Figure 5: The tight grid-world environment.

image

Figure 6: The corridor grid-world environment.

We ran additional experiments on the corridor grid-world environment represented in Figure 6. The initial state of the agent is the central cell labeled with the letter “S”. The actions are {left, right} and the goal is to reach the cell labeled with the letter “G” on the extreme right. A reward R > 0 is received when reaching the goal and 0 otherwise. At each new task, a new value of R is sampled in [0.8, 1]. The transition function is fixed and deterministic.

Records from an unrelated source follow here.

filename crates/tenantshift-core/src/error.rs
//! Error types for tenantshift-core

/// Errors raised while building or normalizing migration records.
#[derive(Debug, thiserror::Error)]
pub enum CoreError {
    /// Memory or disk value could not be parsed into megabytes
    #[error("invalid size {value:?}: expected <int>[M|MB|G|GB|T|TB]")]
    InvalidSize {
        /// The rejected input
        value: String,
    },
    /// JSON payload could not be (de)serialized
    #[error("serialization error: {0}")]
    Serialization(#[from] serde_json::Error),
}

/// Result alias for tenantshift-core.
pub type Result<T> = std::result::Result<T, CoreError>;
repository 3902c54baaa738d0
//! Relational-database instances: data moves through a backup taken on
//! export and restored into the re-created instance on import.

use std::sync::Arc;

use async_trait::async_trait;
use tenantshift_core::{DomainMapping, ServiceInstance};
use tenantshift_platform::PlatformClient;
use tracing::info;

use crate::config::MigratorKind;
use crate::context::{BackupBackend, Direction, Location};
use crate::error::Result;
use crate::marshaller::FileMarshaller;
use crate::pipeline::{Flow, HasName, HasPlan, Pipeline, Step};
use crate::strategies::managed::CreateOrUpdateManaged;
use crate::strategies::SaveRecord;

/// Backs up or restores instance data.
pub struct Transfer {
    backend: Arc<dyn BackupBackend>,
    location: Location,
    direction: Direction,
    dry_run: bool,
}

impl Transfer {
    /// Backup on export, restore on import.
    pub fn new(backend: Arc<dyn BackupBackend>, location: Location, direction: Direction, dry_run: bool) -> Self {
        Self {
            backend,
            location,
            direction,
            dry_run,
        }
    }
}

#[async_trait]
impl Step for Transfer {
    fn name(&self) -> &'static str {
        match self.direction {
            Direction::Export => "backup",
            Direction::Import => "restore",
        }
    }

    async fn run(&self, instance: &mut ServiceInstance) -> Result<()> {
        if self.dry_run {
            info!(space = %self.location, instance = %instance.name, step = self.name(), "dry run: skipping data transfer");
            return Ok(());
        }
        match self.direction {
            Direction::Export => self.backend.backup(&self.location, instance).await,
            Direction::Import => self.backend.restore(&self.location, instance).await,
        }
    }
}

/// Export: record, then back up.
pub fn export_flow(
    backend: Arc<dyn BackupBackend>,
    marshaller: Arc<dyn FileMarshaller>,
    location: Location,
    dry_run: bool,
) -> Flow {
    let pipeline = Pipeline::new()
        .then(SaveRecord::new(marshaller, location.clone()))
        .then(Transfer::new(backend, location, Direction::Export, dry_run));
    Flow::new(MigratorKind::RelationalBackup, Direction::Export, pipeline)
        .require(HasName)
        .require(HasPlan)
}

/// Import: create or update, then restore.
pub fn import_flow(
    backend: Arc<dyn BackupBackend>,
    platform: Arc<dyn PlatformClient>,
    location: Location,
    domains: Vec<DomainMapping>,
    dry_run: bool,
) -> Flow {
    let pipeline = Pipeline::new()
        .then(CreateOrUpdateManaged::new(platform, location.clone(), domains, dry_run))
        .then(Transfer::new(backend, location, Direction::Import, dry_run));
    Flow::new(MigratorKind::RelationalBackup, Direction::Import, pipeline)
        .require(HasName)
        .require(HasPlan)
}
//! Client configuration with build-time defaults and runtime overrides. The
//! CLI feeds overrides from flags and `SCIREG_*` environment variables so the
//! same binary can target different deployments without rebuilding.
//! Configuration values are public; do not store secrets here.

use crate::errors::AppError;
use std::path::PathBuf;
use url::Url;

const DEFAULT_API_BASE_URL: &str = "http://localhost:5000/api";
const STORE_DIR: &str = ".scireg";
const STORE_FILE: &str = "credentials.json";

#[derive(Clone, Debug, PartialEq, Eq)]
pub struct ClientConfig {
    pub api_base_url: String,
    pub store_path: PathBuf,
}

impl ClientConfig {
    /// Loads defaults from build-time environment variables.
    #[must_use]
    pub fn load() -> Self {
        let api_base_url = option_env!("SCIREG_API_BASE_URL")
            .and_then(normalize_runtime_value)
            .unwrap_or_else(|| DEFAULT_API_BASE_URL.to_string());

        Self {
            api_base_url,
            store_path: default_store_path(),
        }
    }

    /// Applies non-empty runtime overrides on top of the loaded defaults.
    #[must_use]
    pub fn with_overrides(mut self, overrides: RuntimeConfig) -> Self {
        apply_runtime_overrides(&mut self, overrides);
        self
    }

    /// Checks that the API base URL is an absolute http(s) URL.
    /// # Errors
    /// Returns `AppError::Config` if the URL cannot be parsed or uses another scheme.
    pub fn validate(&self) -> Result<(), AppError> {
        let url = Url::parse(&self.api_base_url).map_err(|err| {
            AppError::Config(format!("invalid API base URL {}: {err}", self.api_base_url))
        })?;
        match url.scheme() {
            "http" | "https" => Ok(()),
            scheme => Err(AppError::Config(format!(
                "unsupported API base URL scheme: {scheme}"
            ))),
        }
    }
}

/// Optional values collected at runtime; empty strings are ignored.
#[derive(Clone, Debug, Default)]
pub struct RuntimeConfig {
    pub api_base_url: Option<String>,
    pub store_path: Option<String>,
}

impl RuntimeConfig {
    #[must_use]
    pub fn new(api_base_url: Option<&str>, store_path: Option<&str>) -> Self {
        Self {
            api_base_url: api_base_url.and_then(normalize_runtime_value),
            store_path: store_path.and_then(normalize_runtime_value),
        }
    }
}

fn apply_runtime_overrides(config: &mut ClientConfig, runtime: RuntimeConfig) {
    if let Some(value) = runtime.api_base_url {
        config.api_base_url = value;
    }
    if let Some(value) = runtime.store_path {
        config.store_path = PathBuf::from(value);
    }
}

fn normalize_runtime_value(value: &str) -> Option<String> {
    let trimmed = value.trim();
    if trimmed.is_empty() {
        None
    } else {
        Some(trimmed.to_string())
    }
}

fn default_store_path() -> PathBuf {
    std::env::var_os("HOME")
        .map(PathBuf::from)
        .unwrap_or_else(std::env::temp_dir)
        .join(STORE_DIR)
        .join(STORE_FILE)
}
use anyhow::Result;
use scireg::cli;

// Main function
#[tokio::main]
async fn main() -> Result<()> {
    let (action, globals) = cli::start()?;

    action.execute(&globals).await?;

    Ok(())
}
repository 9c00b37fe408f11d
//! Error types shared by the request helper, the auth service and the session
//! context. Network failures are folded into `ApiError` with status `0` so
//! callers can tell "server unreachable" apart from a real HTTP error code.

use serde_json::Value;
use std::fmt;
use thiserror::Error;

/// Status used by `ApiError` when the server could not be reached or replied
/// with something that is not a JSON envelope.
pub const NETWORK_ERROR_STATUS: u16 = 0;

/// Failure returned by the request helper.
#[derive(Clone, Debug, Error, PartialEq)]
#[error("{message}")]
pub struct ApiError {
    pub status: u16,
    pub message: String,
    pub errors: Option<Vec<Value>>,
}

impl ApiError {
    #[must_use]
    pub fn new(status: u16, message: impl Into<String>, errors: Option<Vec<Value>>) -> Self {
        Self {
            status,
            message: message.into(),
            errors,
        }
    }

    /// Transport failure or malformed response body.
    #[must_use]
    pub fn network() -> Self {
        Self::new(NETWORK_ERROR_STATUS, "network error", None)
    }

    #[must_use]
    pub fn is_network(&self) -> bool {
        self.status == NETWORK_ERROR_STATUS
    }

    /// True when the backend explicitly rejected the caller's credentials.
    #[must_use]
    pub fn is_unauthorized(&self) -> bool {
        matches!(self.status, 401 | 403)
    }

    /// Per-field messages carried in the backend `errors` list.
    #[must_use]
    pub fn field_errors(&self) -> FieldErrors {
        self.errors
            .as_deref()
            .map(FieldErrors::from_backend)
            .unwrap_or_default()
    }
}

/// Persistent credential storage failures.
#[derive(Debug, Error)]
pub enum StoreError {
    #[error("storage I/O failed: {0}")]
    Io(#[from] std::io::Error),
    #[error("storage encoding failed: {0}")]
    Encoding(#[from] serde_json::Error),
}

#[derive(Debug, Error)]
pub enum AppError {
    #[error(transparent)]
    Api(#[from] ApiError),
    #[error("Validation failed: {0}")]
    Validation(FieldErrors),
    #[error(transparent)]
    Store(#[from] StoreError),
    #[error("Config error: {0}")]
    Config(String),
}

impl AppError {
    #[must_use]
    pub fn is_network(&self) -> bool {
        matches!(self, Self::Api(err) if err.is_network())
    }

    #[must_use]
    pub fn is_unauthorized(&self) -> bool {
        matches!(self, Self::Api(err) if err.is_unauthorized())
    }

    /// Field-level messages for form display, empty when the error is not tied to fields.
    #[must_use]
    pub fn field_errors(&self) -> FieldErrors {
        match self {
            Self::Api(err) => err.field_errors(),
            Self::Validation(fields) => fields.clone(),
            Self::Store(_) | Self::Config(_) => FieldErrors::default(),
        }
    }
}

impl From<FieldErrors> for AppError {
    fn from(fields: FieldErrors) -> Self {
        Self::Validation(fields)
    }
}

#[derive(Clone, Debug, PartialEq, Eq)]
pub struct FieldError {
    pub field: String,
    pub message: String,
}

/// Ordered field -> message list used for client-side validation and for
/// structured backend errors.
#[derive(Clone, Debug, Default, PartialEq, Eq)]
pub struct FieldErrors(Vec<FieldError>);

impl FieldErrors {
    pub fn push(&mut self, field: impl Into<String>, message: impl Into<String>) {
        self.0.push(FieldError {
            field: field.into(),
            message: message.into(),
        });
    }

    /// First message recorded for `field`.
    #[must_use]
    pub fn get(&self, field: &str) -> Option<&str> {
        self.0
            .iter()
            .find(|error| error.field == field)
            .map(|error| error.message.as_str())
    }

    #[must_use]
    pub fn is_empty(&self) -> bool {
        self.0.is_empty()
    }

    #[must_use]
    pub fn len(&self) -> usize {
        self.0.len()
    }

    pub fn iter(&self) -> impl Iterator<Item = &FieldError> {
        self.0.iter()
    }

    /// Reads `{ field | path | param, message | msg }` entries from a backend
    /// `errors` list. Entries without both a field name and a message are skipped.
    #[must_use]
    pub fn from_backend(entries: &[Value]) -> Self {
        let mut fields = Self::default();
        for entry in entries {
            let field = ["field", "path", "param"]
                .iter()
                .find_map(|key| entry.get(key).and_then(Value::as_str));
            let message = ["message", "msg"]
                .iter()
                .find_map(|key| entry.get(key).and_then(Value::as_str));
            if let (Some(field), Some(message)) = (field, message) {
                fields.push(field, message);
            }
        }
        fields
    }
}

impl fmt::Display for FieldErrors {
    fn fmt(&self, formatter: &mut fmt::Formatter<'_>) -> fmt::Result {
        let mut first = true;
        for error in &self.0 {
            if !first {
                formatter.write_str("; ")?;
            }
            write!(formatter, "{}: {}", error.field, error.message)?;
            first = false;
        }
        Ok(())
    }
}

impl std::error::Error for FieldErrors {}
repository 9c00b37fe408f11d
pub mod actions;
pub mod commands;
pub mod dispatch;
pub mod globals;
pub mod telemetry;

mod start;
pub use self::start::start;
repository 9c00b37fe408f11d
//! # Scireg
//!
//! Client-side authentication core for the scientist registry. It signs
//! scientists up and in against the registry auth API, keeps the bearer token
//! and the last-known profile in a local credential store, and exposes a
//! session context that restores the session once at start-up.
//!
//! ## Layers
//!
//! 1. **Storage** (`storage`): two string keys, `token` and `user`.
//! 2. **Request helper** (`api`): one JSON request per call, bearer token
//!    attached when stored, every failure normalized into `ApiError`
//!    (status `0` when the server could not be reached).
//! 3. **Auth service** (`auth::client`): register, login, logout, profile and
//!    token verification, plus the storage contract around them.
//! 4. **Session context** (`auth::state`): observable session state and the
//!    bootstrap sequence.
//!
//! The `scireg` binary (`cli`) drives these layers from the command line.

pub mod api;
pub mod auth;
pub mod cli;
pub mod config;
pub mod errors;
pub mod storage;

pub use api::{ApiClient, NormalizedResponse, ResponseStatus};
pub use auth::{AuthService, SessionContext};
pub use config::ClientConfig;
pub use errors::{ApiError, AppError, FieldErrors, StoreError};
pub use storage::{CredentialStore, FileStore, MemoryStore};

pub static APP_USER_AGENT: &str = concat!(env!("CARGO_PKG_NAME"), "/", env!("CARGO_PKG_VERSION"));

pub const GIT_COMMIT_HASH: &str = env!("SCIREG_GIT_SHA");
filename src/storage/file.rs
//! JSON file store, the native stand-in for browser local storage.
//!
//! The file holds a single JSON object of string keys to string values. Writes
//! go to a sibling temp file that is renamed over the original, so a crash
//! never leaves a half-written token behind. On unix the file is created with
//! mode `0600` because it carries a bearer token.

use super::CredentialStore;
use crate::errors::StoreError;
use std::{
    collections::BTreeMap,
    fs,
    io::ErrorKind,
    path::{Path, PathBuf},
    sync::{Mutex, PoisonError},
};
use tracing::{debug, warn};

type Entries = BTreeMap<String, String>;

#[derive(Debug)]
pub struct FileStore {
    path: PathBuf,
    // serializes read-modify-write cycles within this process
    write_lock: Mutex<()>,
}

impl FileStore {
    #[must_use]
    pub fn new(path: impl Into<PathBuf>) -> Self {
        Self {
            path: path.into(),
            write_lock: Mutex::new(()),
        }
    }

    #[must_use]
    pub fn path(&self) -> &Path {
        &self.path
    }

    fn read_entries(&self) -> Entries {
        let raw = match fs::read_to_string(&self.path) {
            Ok(raw) => raw,
            Err(err) if err.kind() == ErrorKind::NotFound => return Entries::new(),
            Err(err) => {
                warn!("Failed to read credential store {}: {err}", self.path.display());
                return Entries::new();
            }
        };

        serde_json::from_str(&raw).unwrap_or_else(|err| {
            warn!(
                "Ignoring unreadable credential store {}: {err}",
                self.path.display()
            );
            Entries::new()
        })
    }

    fn write_entries(&self, entries: &Entries) -> Result<(), StoreError> {
        if let Some(parent) = self.path.parent().filter(|dir| !dir.as_os_str().is_empty()) {
            fs::create_dir_all(parent)?;
        }

        let payload = serde_json::to_vec_pretty(entries)?;
        let tmp_path = self
            .path
            .with_extension(format!("{}.tmp", uuid::Uuid::new_v4().simple()));

        write_private(&tmp_path, &payload)?;
        if let Err(err) = fs::rename(&tmp_path, &self.path) {
            let _ = fs::remove_file(&tmp_path);
            return Err(err.into());
        }

        debug!("credential store updated: {}", self.path.display());
        Ok(())
    }

    fn update(&self, apply: impl FnOnce(&mut Entries) -> bool) -> Result<(), StoreError> {
        let _guard = self.write_lock.lock().unwrap_or_else(PoisonError::into_inner);
        let mut entries = self.read_entries();
        if apply(&mut entries) {
            self.write_entries(&entries)?;
        }
        Ok(())
    }
}

impl CredentialStore for FileStore {
    fn get(&self, key: &str) -> Option<String> {
        self.read_entries().remove(key)
    }

    fn set(&self, key: &str, value: &str) -> Result<(), StoreError> {
        self.update(|entries| {
            entries.insert(key.to_string(), value.to_string());
            true
        })
    }

    fn remove(&self, key: &str) -> Result<(), StoreError> {
        self.update(|entries| entries.remove(key).is_some())
    }
}

#[cfg(unix)]
fn write_private(path: &Path, payload: &[u8]) -> std::io::Result<()> {
    use std::io::Write;
    use std::os::unix::fs::OpenOptionsExt;

    let mut file = fs::OpenOptions::new()
        .write(true)
        .create(true)
        .truncate(true)
        .mode(0o600)
        .open(path)?;
    file.write_all(payload)?;
    file.sync_all()
}

#[cfg(not(unix))]
fn write_private(path: &Path, payload: &[u8]) -> std::io::Result<()> {
    fs::write(path, payload)
}

#[cfg(test)]
#[allow(clippy::unwrap_used)]
mod tests {
    use super::*;
    use crate::storage::{TOKEN_KEY, USER_KEY};

    struct ScratchDir {
        path: PathBuf,
    }

    impl ScratchDir {
        fn new() -> Self {
            let path = std::env::temp_dir().join(format!("scireg-store-{}", uuid::Uuid::new_v4()));
            Self { path }
        }

        fn file(&self) -> PathBuf {
            self.path.join("nested").join("credentials.json")
        }
    }

    impl Drop for ScratchDir {
        fn drop(&mut self) {
            let _ = fs::remove_dir_all(&self.path);
        }
    }

    #[test]
    fn missing_file_is_empty_store() {
        let scratch = ScratchDir::new();
        let store = FileStore::new(scratch.file());
        assert_eq!(store.get(TOKEN_KEY), None);
        assert!(!store.has_token());
        // removing from a missing file must not create it
        store.remove(TOKEN_KEY).unwrap();
        assert!(!scratch.file().exists());
    }

    #[test]
    fn values_survive_a_new_handle() {
        let scratch = ScratchDir::new();
        let store = FileStore::new(scratch.file());
        store.set(TOKEN_KEY, "T").unwrap();
        store.set(USER_KEY, r#"{"name":"Ada"}"#).unwrap();

        let reopened = FileStore::new(scratch.file());
        assert_eq!(reopened.get(TOKEN_KEY).as_deref(), Some("T"));
        assert_eq!(reopened.get(USER_KEY).as_deref(), Some(r#"{"name":"Ada"}"#));

        reopened.remove(TOKEN_KEY).unwrap();
        assert_eq!(store.get(TOKEN_KEY), None);
        assert!(store.get(USER_KEY).is_some());
    }

    #[test]
    fn corrupt_file_reads_as_empty_and_is_replaced_on_write() {
        let scratch = ScratchDir::new();
        let path = scratch.file();
        fs::create_dir_all(path.parent().unwrap()).unwrap();
        fs::write(&path, "not json").unwrap();

        let store = FileStore::new(&path);
        assert_eq!(store.get(TOKEN_KEY), None);

        store.set(TOKEN_KEY, "fresh").unwrap();
        let raw = fs::read_to_string(&path).unwrap();
        let parsed: Entries = serde_json::from_str(&raw).unwrap();
        assert_eq!(parsed.get(TOKEN_KEY).map(String::as_str), Some("fresh"));
    }

    #[test]
    fn no_temp_files_left_behind() {
        let scratch = ScratchDir::new();
        let store = FileStore::new(scratch.file());
        store.set(TOKEN_KEY, "T").unwrap();
        store.set(USER_KEY, "{}").unwrap();

        let names: Vec<_> = fs::read_dir(scratch.file().parent().unwrap())
            .unwrap()
            .map(|entry| entry.unwrap().file_name())
            .collect();
        assert_eq!(names.len(), 1);
    }

    #[cfg(unix)]
    #[test]
    fn file_is_private() {
        use std::os::unix::fs::PermissionsExt;

        let scratch = ScratchDir::new();
        let store = FileStore::new(scratch.file());
        store.set(TOKEN_KEY, "T").unwrap();

        let mode = fs::metadata(scratch.file()).unwrap().permissions().mode();
        assert_eq!(mode & 0o777, 0o600);
    }
}
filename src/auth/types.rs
//! Request and session types for the auth flows. Credentials carry passwords
//! wrapped in `SecretString`; they must never be logged.

use crate::errors::{AppError, FieldErrors};
use secrecy::SecretString;
use serde::{Deserialize, Serialize};
use serde_json::Value;
use thiserror::Error;

/// Role assigned to every account created through this client.
pub const SCIENTIST_ROLE: &str = "scientist";

/// Profile record owned by the backend. Cached and redisplayed as-is.
#[derive(Clone, Debug, Serialize, Deserialize, PartialEq)]
#[serde(transparent)]
pub struct UserRecord(Value);

impl UserRecord {
    /// Wraps a JSON object; other JSON values are not user records.
    #[must_use]
    pub fn from_value(value: Value) -> Option<Self> {
        value.is_object().then_some(Self(value))
    }

    /// Parses the serialized record kept in the credential store.
    #[must_use]
    pub fn from_cached(raw: &str) -> Option<Self> {
        serde_json::from_str(raw).ok().and_then(Self::from_value)
    }

    /// Reads `data.user` only. Login and token verification replies carry
    /// other fields next to the user, so the payload itself never counts.
    #[must_use]
    pub fn from_user_field(data: Option<&Value>) -> Option<Self> {
        Self::from_value(data?.get("user")?.clone())
    }

    /// Picks the record out of a profile payload: `data.user` when present,
    /// otherwise the payload object itself, since the profile endpoint may
    /// reply with the bare record.
    #[must_use]
    pub fn from_payload(data: Option<&Value>) -> Option<Self> {
        let data = data?;
        match data.get("user") {
            Some(user) => Self::from_value(user.clone()),
            None => Self::from_value(data.clone()),
        }
    }

    /// # Errors
    /// Returns an error if the record cannot be serialized.
    pub fn to_cached(&self) -> Result<String, serde_json::Error> {
        serde_json::to_string(&self.0)
    }

    #[must_use]
    pub fn as_value(&self) -> &Value {
        &self.0
    }

    #[must_use]
    pub fn field(&self, key: &str) -> Option<&str> {
        self.0.get(key).and_then(Value::as_str)
    }

    #[must_use]
    pub fn display_name(&self) -> Option<&str> {
        self.field("name")
    }

    #[must_use]
    pub fn email(&self) -> Option<&str> {
        self.field("email")
    }
}

/// Login input. The identifier may be an email, a phone number or an org id;
/// `email` is the fallback used by callers that only collect an email.
#[derive(Debug, Default)]
pub struct Credentials {
    pub identifier: Option<String>,
    pub email: Option<String>,
    pub password: SecretString,
}

impl Credentials {
    #[must_use]
    pub fn new(identifier: impl Into<String>, password: SecretString) -> Self {
        Self {
            identifier: Some(identifier.into()),
            email: None,
            password,
        }
    }

    /// Explicit identifier, falling back to the email.
    #[must_use]
    pub fn login_identifier(&self) -> Option<&str> {
        [self.identifier.as_deref(), self.email.as_deref()]
            .into_iter()
            .flatten()
            .map(str::trim)
            .find(|value| !value.is_empty())
    }
}

/// Sign-up input using client field names; `mobile` is sent as `phone`.
#[derive(Debug, Default)]
pub struct RegistrationData {
    pub name: String,
    pub email: String,
    pub mobile: String,
    pub organization_id: String,
    pub password: SecretString,
}

#[derive(Clone, Debug, PartialEq)]
pub struct Session {
    pub user: Option<UserRecord>,
    pub is_loading: bool,
}

impl Session {
    #[must_use]
    pub fn bootstrapping() -> Self {
        Self {
            user: None,
            is_loading: true,
        }
    }

    #[must_use]
    pub fn is_authenticated(&self) -> bool {
        self.user.is_some()
    }
}

/// Failure returned by session operations, ready for display.
#[derive(Clone, Debug, Error, PartialEq, Eq)]
#[error("{message}")]
pub struct SessionFailure {
    pub message: String,
    pub field_errors: FieldErrors,
}

impl SessionFailure {
    #[must_use]
    pub fn new(message: impl Into<String>) -> Self {
        Self {
            message: message.into(),
            field_errors: FieldErrors::default(),
        }
    }

    /// Failure built from a 2xx envelope whose status is `fail`.
    #[must_use]
    pub fn from_response(message: &str, errors: Option<&[Value]>, fallback: &str) -> Self {
        let message = message.trim();
        Self {
            message: if message.is_empty() {
                fallback.to_string()
            } else {
                message.to_string()
            },
            field_errors: errors.map(FieldErrors::from_backend).unwrap_or_default(),
        }
    }
}

impl From<AppError> for SessionFailure {
    fn from(err: AppError) -> Self {
        let field_errors = err.field_errors();
        let message = match &err {
            AppError::Validation(_) => "Please correct the highlighted fields.".to_string(),
            AppError::Api(api) if api.is_network() => {
                "Unable to reach the server. Please try again.".to_string()
            }
            _ => err.to_string(),
        };
        Self {
            message,
            field_errors,
        }
    }
}
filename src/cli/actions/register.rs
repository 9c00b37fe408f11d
use crate::auth::{SessionContext, SignUpForm};
use crate::cli::actions::failure_report;
use anyhow::{anyhow, Result};
use secrecy::SecretString;
use tracing::debug;

#[derive(Debug)]
pub struct Args {
    pub name: String,
    pub email: String,
    pub mobile: String,
    pub organization_id: String,
    pub password: SecretString,
    pub confirm_password: SecretString,
}

/// Validates the sign-up form and creates the account.
/// # Errors
/// Returns an error listing invalid fields, or the backend failure message.
pub async fn execute(session: &SessionContext, args: Args) -> Result<()> {
    let form = SignUpForm {
        name: args.name,
        email: args.email,
        mobile: args.mobile,
        organization_id: args.organization_id,
        password: args.password,
        confirm_password: args.confirm_password,
    };
    let data = form
        .validate()
        .map_err(|fields| anyhow!("Please correct the highlighted fields: {fields}"))?;

    debug!("submitting registration");
    let message = session
        .register(&data)
        .await
        .map_err(|failure| failure_report(&failure))?;

    if message.is_empty() {
        println!("Registration complete. You can now sign in.");
    } else {
        println!("{message}");
    }
    Ok(())
}
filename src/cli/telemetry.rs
use anyhow::Result;
use tracing::Level;
use tracing_subscriber::{fmt, layer::SubscriberExt, EnvFilter, Registry};

/// Maps the `-v` count (or `SCIREG_LOG_LEVEL`) to a tracing level.
#[must_use]
pub fn verbosity_level(verbosity: u8) -> Level {
    match verbosity {
        0 => Level::ERROR,
        1 => Level::WARN,
        2 => Level::INFO,
        3 => Level::DEBUG,
        _ => Level::TRACE,
    }
}

/// Initialize logging on stderr so command output on stdout stays clean.
/// `RUST_LOG` takes precedence over the verbosity default.
///
/// # Errors
///
/// Returns an error if a filter directive is invalid or a subscriber is already installed.
pub fn init(verbosity_level: Option<Level>) -> Result<()> {
    let verbosity_level = verbosity_level.unwrap_or(Level::ERROR);

    let fmt_layer = fmt::layer()
        .with_writer(std::io::stderr)
        .with_file(false)
        .with_line_number(false)
        .with_thread_ids(false)
        .with_thread_names(false)
        .with_target(false);

    let filter = EnvFilter::builder()
        .with_default_directive(verbosity_level.into())
        .from_env_lossy()
        .add_directive("hyper=error".parse()?)
        .add_directive("hyper_util=error".parse()?)
        .add_directive("reqwest=warn".parse()?);

    let subscriber = Registry::default().with(fmt_layer).with(filter);
    tracing::subscriber::set_global_default(subscriber)?;

    Ok(())
}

The key insight in this experiment is not to lose time exploring the left part of the corridor. We ran 20 episodes of 11 time steps for each one of the 20 sampled tasks. Results are displayed in Figure 7a and 7b, respectively for the average relative discounted return over episodes and over tasks. Similarly as in Section 5, we observe in Figure 7a that LRMax benefits from the transfer method as early as the second task. The MaxQInit algorithm benefits from the transfer from task number 12. Prior knowledge Dmaxdecreases the sample complexity of LRMax as reported earlier and the combination of LRMax with MaxQInit outperforms all other methods by providing a tighter upper bound on the optimal Q-value function. This decrease of sample complexity is also observed in the episode-wise display of Figure 7b where the convergence happens more quickly on average for LRMax and even more for MaxQInit. This figure allows to see the three learning stages of LRMax reported in Section 5.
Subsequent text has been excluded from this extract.